Your assignment: Retype the whole listing below, character for character.

Task input:
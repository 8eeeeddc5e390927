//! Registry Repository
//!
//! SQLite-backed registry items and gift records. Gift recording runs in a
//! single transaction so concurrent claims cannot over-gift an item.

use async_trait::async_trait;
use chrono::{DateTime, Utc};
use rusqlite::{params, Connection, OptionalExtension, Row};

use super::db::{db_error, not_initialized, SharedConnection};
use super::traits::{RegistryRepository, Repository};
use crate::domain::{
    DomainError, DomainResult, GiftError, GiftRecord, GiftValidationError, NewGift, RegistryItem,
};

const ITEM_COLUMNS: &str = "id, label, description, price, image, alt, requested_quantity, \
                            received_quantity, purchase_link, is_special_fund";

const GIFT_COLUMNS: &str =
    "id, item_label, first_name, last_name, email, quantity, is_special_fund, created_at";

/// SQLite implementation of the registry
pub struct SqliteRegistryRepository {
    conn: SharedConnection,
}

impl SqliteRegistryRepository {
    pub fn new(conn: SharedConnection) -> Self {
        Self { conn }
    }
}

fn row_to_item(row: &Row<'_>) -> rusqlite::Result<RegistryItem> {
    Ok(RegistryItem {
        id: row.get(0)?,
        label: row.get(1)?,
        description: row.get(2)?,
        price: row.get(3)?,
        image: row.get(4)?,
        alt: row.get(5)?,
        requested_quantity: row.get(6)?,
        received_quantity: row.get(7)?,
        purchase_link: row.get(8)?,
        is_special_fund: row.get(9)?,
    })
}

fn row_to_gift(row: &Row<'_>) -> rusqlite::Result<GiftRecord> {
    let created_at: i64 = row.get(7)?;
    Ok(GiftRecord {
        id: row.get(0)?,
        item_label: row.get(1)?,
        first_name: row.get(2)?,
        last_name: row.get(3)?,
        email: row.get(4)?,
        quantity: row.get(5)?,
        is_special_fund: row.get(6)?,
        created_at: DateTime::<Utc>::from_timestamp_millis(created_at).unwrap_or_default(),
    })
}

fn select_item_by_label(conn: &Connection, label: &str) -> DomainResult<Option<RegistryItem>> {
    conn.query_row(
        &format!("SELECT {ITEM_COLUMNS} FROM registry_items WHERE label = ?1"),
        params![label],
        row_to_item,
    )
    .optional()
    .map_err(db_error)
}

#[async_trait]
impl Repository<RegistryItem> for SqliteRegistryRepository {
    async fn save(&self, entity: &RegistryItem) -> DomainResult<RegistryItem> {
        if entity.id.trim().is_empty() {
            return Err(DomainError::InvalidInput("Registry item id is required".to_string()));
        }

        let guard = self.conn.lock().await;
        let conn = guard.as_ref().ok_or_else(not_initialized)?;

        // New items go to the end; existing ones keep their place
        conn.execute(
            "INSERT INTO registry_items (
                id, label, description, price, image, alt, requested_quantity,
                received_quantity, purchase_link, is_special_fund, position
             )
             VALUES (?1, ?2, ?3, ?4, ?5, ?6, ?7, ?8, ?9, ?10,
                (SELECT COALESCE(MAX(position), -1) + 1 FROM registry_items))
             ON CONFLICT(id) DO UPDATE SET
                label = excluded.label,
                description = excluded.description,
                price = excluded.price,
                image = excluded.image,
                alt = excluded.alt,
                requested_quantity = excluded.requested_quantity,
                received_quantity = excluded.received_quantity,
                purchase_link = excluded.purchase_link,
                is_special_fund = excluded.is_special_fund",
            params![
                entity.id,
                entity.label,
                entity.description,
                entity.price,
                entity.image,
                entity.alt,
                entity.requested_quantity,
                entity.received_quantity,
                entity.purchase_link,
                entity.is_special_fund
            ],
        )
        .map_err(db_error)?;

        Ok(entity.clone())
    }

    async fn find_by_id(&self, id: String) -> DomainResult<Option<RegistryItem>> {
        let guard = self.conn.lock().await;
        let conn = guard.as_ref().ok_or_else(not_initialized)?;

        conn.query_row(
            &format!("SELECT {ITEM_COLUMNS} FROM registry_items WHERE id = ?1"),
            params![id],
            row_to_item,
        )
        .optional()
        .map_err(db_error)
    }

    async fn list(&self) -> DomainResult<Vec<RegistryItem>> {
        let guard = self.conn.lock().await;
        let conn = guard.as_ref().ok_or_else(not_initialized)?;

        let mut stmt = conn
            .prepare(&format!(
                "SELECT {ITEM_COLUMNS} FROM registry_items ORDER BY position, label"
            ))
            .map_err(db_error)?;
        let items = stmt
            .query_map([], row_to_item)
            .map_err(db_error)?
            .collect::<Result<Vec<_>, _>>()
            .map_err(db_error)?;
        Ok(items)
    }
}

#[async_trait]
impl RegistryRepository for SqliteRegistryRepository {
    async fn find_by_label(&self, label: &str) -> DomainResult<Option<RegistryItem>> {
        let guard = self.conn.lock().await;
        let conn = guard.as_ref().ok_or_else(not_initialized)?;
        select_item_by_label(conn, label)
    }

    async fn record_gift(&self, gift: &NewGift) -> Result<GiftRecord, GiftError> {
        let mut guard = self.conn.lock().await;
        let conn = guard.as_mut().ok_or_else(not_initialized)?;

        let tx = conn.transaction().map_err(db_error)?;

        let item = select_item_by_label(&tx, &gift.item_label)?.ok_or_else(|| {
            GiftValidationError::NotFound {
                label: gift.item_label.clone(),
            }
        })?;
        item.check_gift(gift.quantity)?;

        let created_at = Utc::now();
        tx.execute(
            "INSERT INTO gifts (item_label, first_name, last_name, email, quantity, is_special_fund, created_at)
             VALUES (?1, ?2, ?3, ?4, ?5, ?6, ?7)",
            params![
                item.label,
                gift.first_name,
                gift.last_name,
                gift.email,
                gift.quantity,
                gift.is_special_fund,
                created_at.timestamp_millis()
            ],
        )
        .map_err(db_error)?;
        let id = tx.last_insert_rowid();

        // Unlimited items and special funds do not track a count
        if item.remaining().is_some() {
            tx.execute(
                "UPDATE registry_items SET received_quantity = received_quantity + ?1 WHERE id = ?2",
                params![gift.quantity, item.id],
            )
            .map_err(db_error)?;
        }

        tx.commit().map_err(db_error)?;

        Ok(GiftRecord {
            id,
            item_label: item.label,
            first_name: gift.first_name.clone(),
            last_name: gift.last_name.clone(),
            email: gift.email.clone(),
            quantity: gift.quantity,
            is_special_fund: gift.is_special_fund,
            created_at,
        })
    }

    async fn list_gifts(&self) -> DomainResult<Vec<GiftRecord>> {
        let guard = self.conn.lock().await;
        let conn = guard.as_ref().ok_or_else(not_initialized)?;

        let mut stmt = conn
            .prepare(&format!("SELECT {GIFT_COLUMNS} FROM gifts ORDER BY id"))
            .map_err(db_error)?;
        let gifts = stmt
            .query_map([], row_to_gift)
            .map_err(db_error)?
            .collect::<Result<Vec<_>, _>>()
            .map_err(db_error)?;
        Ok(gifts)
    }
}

Exercise output:
repository 8eeeeddc5e390927
//! Registry Repository
//!
//! SQLite-backed registry items and gift records. Gift recording runs in a
//! single transaction so concurrent claims cannot over-gift an item.

use async_trait::async_trait;
use chrono::{DateTime, Utc};
use rusqlite::{params, Connection, OptionalExtension, Row};

use super::db::{db_error, not_initialized, SharedConnection};
use super::traits::{RegistryRepository, Repository};
use crate::domain::{
    DomainError, DomainResult, GiftError, GiftRecord, GiftValidationError, NewGift, RegistryItem,
};

const ITEM_COLUMNS: &str = "id, label, description, price, image, alt, requested_quantity, \
                            received_quantity, purchase_link, is_special_fund";

const GIFT_COLUMNS: &str =
    "id, item_label, first_name, last_name, email, quantity, is_special_fund, created_at";

/// SQLite implementation of the registry
pub struct SqliteRegistryRepository {
    conn: SharedConnection,
}

impl SqliteRegistryRepository {
    pub fn new(conn: SharedConnection) -> Self {
        Self { conn }
    }
}

fn row_to_item(row: &Row<'_>) -> rusqlite::Result<RegistryItem> {
    Ok(RegistryItem {
        id: row.get(0)?,
        label: row.get(1)?,
        description: row.get(2)?,
        price: row.get(3)?,
        image: row.get(4)?,
        alt: row.get(5)?,
        requested_quantity: row.get(6)?,
        received_quantity: row.get(7)?,
        purchase_link: row.get(8)?,
        is_special_fund: row.get(9)?,
    })
}

fn row_to_gift(row: &Row<'_>) -> rusqlite::Result<GiftRecord> {
    let created_at: i64 = row.get(7)?;
    Ok(GiftRecord {
        id: row.get(0)?,
        item_label: row.get(1)?,
        first_name: row.get(2)?,
        last_name: row.get(3)?,
        email: row.get(4)?,
        quantity: row.get(5)?,
        is_special_fund: row.get(6)?,
        created_at: DateTime::<Utc>::from_timestamp_millis(created_at).unwrap_or_default(),
    })
}

fn select_item_by_label(conn: &Connection, label: &str) -> DomainResult<Option<RegistryItem>> {
    conn.query_row(
        &format!("SELECT {ITEM_COLUMNS} FROM registry_items WHERE label = ?1"),
        params![label],
        row_to_item,
    )
    .optional()
    .map_err(db_error)
}

#[async_trait]
impl Repository<RegistryItem> for SqliteRegistryRepository {
    async fn save(&self, entity: &RegistryItem) -> DomainResult<RegistryItem> {
        if entity.id.trim().is_empty() {
            return Err(DomainError::InvalidInput("Registry item id is required".to_string()));
        }

        let guard = self.conn.lock().await;
        let conn = guard.as_ref().ok_or_else(not_initialized)?;

        // New items go to the end; existing ones keep their place
        conn.execute(
            "INSERT INTO registry_items (
                id, label, description, price, image, alt, requested_quantity,
                received_quantity, purchase_link, is_special_fund, position
             )
             VALUES (?1, ?2, ?3, ?4, ?5, ?6, ?7, ?8, ?9, ?10,
                (SELECT COALESCE(MAX(position), -1) + 1 FROM registry_items))
             ON CONFLICT(id) DO UPDATE SET
                label = excluded.label,
                description = excluded.description,
                price = excluded.price,
                image = excluded.image,
                alt = excluded.alt,
                requested_quantity = excluded.requested_quantity,
                received_quantity = excluded.received_quantity,
                purchase_link = excluded.purchase_link,
                is_special_fund = excluded.is_special_fund",
            params![
                entity.id,
                entity.label,
                entity.description,
                entity.price,
                entity.image,
                entity.alt,
                entity.requested_quantity,
                entity.received_quantity,
                entity.purchase_link,
                entity.is_special_fund
            ],
        )
        .map_err(db_error)?;

        Ok(entity.clone())
    }

    async fn find_by_id(&self, id: String) -> DomainResult<Option<RegistryItem>> {
        let guard = self.conn.lock().await;
        let conn = guard.as_ref().ok_or_else(not_initialized)?;

        conn.query_row(
            &format!("SELECT {ITEM_COLUMNS} FROM registry_items WHERE id = ?1"),
            params![id],
            row_to_item,
        )
        .optional()
        .map_err(db_error)
    }

    async fn list(&self) -> DomainResult<Vec<RegistryItem>> {
        let guard = self.conn.lock().await;
        let conn = guard.as_ref().ok_or_else(not_initialized)?;

        let mut stmt = conn
            .prepare(&format!(
                "SELECT {ITEM_COLUMNS} FROM registry_items ORDER BY position, label"
            ))
            .map_err(db_error)?;
        let items = stmt
            .query_map([], row_to_item)
            .map_err(db_error)?
            .collect::<Result<Vec<_>, _>>()
            .map_err(db_error)?;
        Ok(items)
    }
}

#[async_trait]
impl RegistryRepository for SqliteRegistryRepository {
    async fn find_by_label(&self, label: &str) -> DomainResult<Option<RegistryItem>> {
        let guard = self.conn.lock().await;
        let conn = guard.as_ref().ok_or_else(not_initialized)?;
        select_item_by_label(conn, label)
    }

    async fn record_gift(&self, gift: &NewGift) -> Result<GiftRecord, GiftError> {
        let mut guard = self.conn.lock().await;
        let conn = guard.as_mut().ok_or_else(not_initialized)?;

        let tx = conn.transaction().map_err(db_error)?;

        let item = select_item_by_label(&tx, &gift.item_label)?.ok_or_else(|| {
            GiftValidationError::NotFound {
                label: gift.item_label.clone(),
            }
        })?;
        item.check_gift(gift.quantity)?;

        let created_at = Utc::now();
        tx.execute(
            "INSERT INTO gifts (item_label, first_name, last_name, email, quantity, is_special_fund, created_at)
             VALUES (?1, ?2, ?3, ?4, ?5, ?6, ?7)",
            params![
                item.label,
                gift.first_name,
                gift.last_name,
                gift.email,
                gift.quantity,
                gift.is_special_fund,
                created_at.timestamp_millis()
            ],
        )
        .map_err(db_error)?;
        let id = tx.last_insert_rowid();

        // Unlimited items and special funds do not track a count
        if item.remaining().is_some() {
            tx.execute(
                "UPDATE registry_items SET received_quantity = received_quantity + ?1 WHERE id = ?2",
                params![gift.quantity, item.id],
            )
            .map_err(db_error)?;
        }

        tx.commit().map_err(db_error)?;

        Ok(GiftRecord {
            id,
            item_label: item.label,
            first_name: gift.first_name.clone(),
            last_name: gift.last_name.clone(),
            email: gift.email.clone(),
            quantity: gift.quantity,
            is_special_fund: gift.is_special_fund,
            created_at,
        })
    }

    async fn list_gifts(&self) -> DomainResult<Vec<GiftRecord>> {
        let guard = self.conn.lock().await;
        let conn = guard.as_ref().ok_or_else(not_initialized)?;

        let mut stmt = conn
            .prepare(&format!("SELECT {GIFT_COLUMNS} FROM gifts ORDER BY id"))
            .map_err(db_error)?;
        let gifts = stmt
            .query_map([], row_to_gift)
            .map_err(db_error)?
            .collect::<Result<Vec<_>, _>>()
            .map_err(db_error)?;
        Ok(gifts)
    }
}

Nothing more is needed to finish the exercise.